WASHINGTON — The National Capital Region could face a major economic hit in the next few months unless Congress acts to halt looming across-the-board cuts to the federal budget, according to a Metropolitan Washington Council of Governments report.
To combat that grim economic picture, COG, which provides planning for the region, recommends that the area promote its economic diversity and go beyond the image of being simply a “government town.”
The impending cuts, known as sequestration, would trim $1.2 trillion from the federal budget. The cuts take affect January 1 if Congress does not act and could lead to the loss of an estimated 240,000 local jobs.
In 2011, federal employment declined for 8 months. And between 2010 and 2015, the federal government’s share of the regional economy is expected to decline by 3.5 percent, the report said.
In 2010, the federal government spent about $166 billion in the metro area. “For a region with such a high level of federal investment, these cuts would have an enormous ripple effect throughout the entire economy,” the report says.

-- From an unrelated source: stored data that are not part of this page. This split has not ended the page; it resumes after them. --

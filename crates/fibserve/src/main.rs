//! fibserve: memoized Fibonacci service.

use fibserve_lib::{app, config, errors};
use tracing_subscriber::EnvFilter;

fn main() {
    // Logs go to stderr so one-shot payloads on stdout stay clean.
    tracing_subscriber::fmt()
        .with_env_filter(
            EnvFilter::try_from_default_env().unwrap_or_else(|_| EnvFilter::new("info")),
        )
        .with_writer(std::io::stderr)
        .init();

    let config = config::AppConfig::parse();
    let result = app::run(&config);
    if let Err(err) = &result {
        eprintln!("Error: {err:#}");
    }
    std::process::exit(errors::exit_code(&result));
}
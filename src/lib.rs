//! Workspace-level integration tests for fibserve. See `tests/`.
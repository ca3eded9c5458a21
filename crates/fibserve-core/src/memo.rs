//! Fast Doubling routed through the shared memo table at every level.
//!
//! The recursive formulation looks up `n`, then `n / 2`, and so on until a
//! lookup hits or the base case is reached, and fills in the missing levels
//! on the way back up. This module walks the same halving chain with an
//! explicit stack of pending indices, so lookups, promotions, and inserts
//! happen in the same order without recursion.

use std::sync::Arc;

use crate::cache::FibCache;
use crate::fastdoubling::{doubling_step, FibPair};
use crate::options::Options;

/// Compute `(F(n), F(n+1))`, reusing and populating `cache`.
///
/// Observably identical to [`crate::fastdoubling::fast_doubling_with`].
/// Each cache operation takes the lock once; the big-integer work for a
/// level runs with the lock released.
///
/// # Example
/// ```
/// use fibserve_core::cache::FibCache;
/// use fibserve_core::memo::memoized_fast_doubling;
/// use fibserve_core::options::Options;
///
/// let cache = FibCache::new(1000).unwrap();
/// let pair = memoized_fast_doubling(&cache, 100, &Options::default());
/// assert_eq!(pair.value.to_string(), "354224848179261915075");
/// assert!(cache.contains(50));
/// ```
pub fn memoized_fast_doubling(cache: &FibCache, n: u64, opts: &Options) -> Arc<FibPair> {
    let mut pending = Vec::with_capacity(65);
    let mut k = n;

    let mut current = loop {
        if let Some(hit) = cache.get(k) {
            break Some(hit);
        }
        pending.push(k);
        if k == 0 {
            break None;
        }
        k >>= 1;
    };

    tracing::debug!(n, missing_levels = pending.len(), "memoized fast doubling");

    for &k in pending.iter().rev() {
        let pair = match &current {
            Some(half) => doubling_step(half, k & 1 == 1, opts),
            // Only the base index can be reached without a level below it.
            None => FibPair::base(),
        };
        let pair = Arc::new(pair);
        cache.insert(k, Arc::clone(&pair));
        current = Some(pair);
    }

    current.unwrap_or_else(|| Arc::new(FibPair::base()))
}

COG chair Frank Principi says this region is simply not ready for the economic changes a smaller federal government would bring.
“It has a cascading effect on the private sector and the non-profit sector,” Principi says.
Less government spending also means fewer federal dollars going to private contractors, which today employ thousands of people in the region. Contractors have warned lawmakers that layoffs are likely if federal contracting shrinks.
Fewer federal and contract workers means less consumer spending on everything from movie theatre tickets to car sales at local dealerships.
The report says over the long term, the region can make up for the loss of jobs and federal spending by promoting biotech firms, the hospitality industry and the cybersecurity industry. Urban planning will also play a part in rebalancing the regional economy, Principi said.
“We need to think outside the box when it comes to urban planning”says Principi. “We need to make decisions that link land use with transportation.”
Focusing on local activity centers where residential and commercial development are combined with transit hubs will help, he says.
Regional planners say such centers would take traffic off the road and allow people to live, work and play in the same place. The region’s congested roads have a negative impact on the area’s economy. Reducing traffic and long commutes saves workers money they would otherwise spend on gas and it means less government funding is needed for public transit.
Principi pointed to Potomac Town Center, a new development centered around a Wegman’s supermarket in Prince William County that could soon also be the home of a new stadium for the Carolina League Potomac Nationals. That development includes a streetscape mixed with retail stores and residential units, which are expected to be built soon.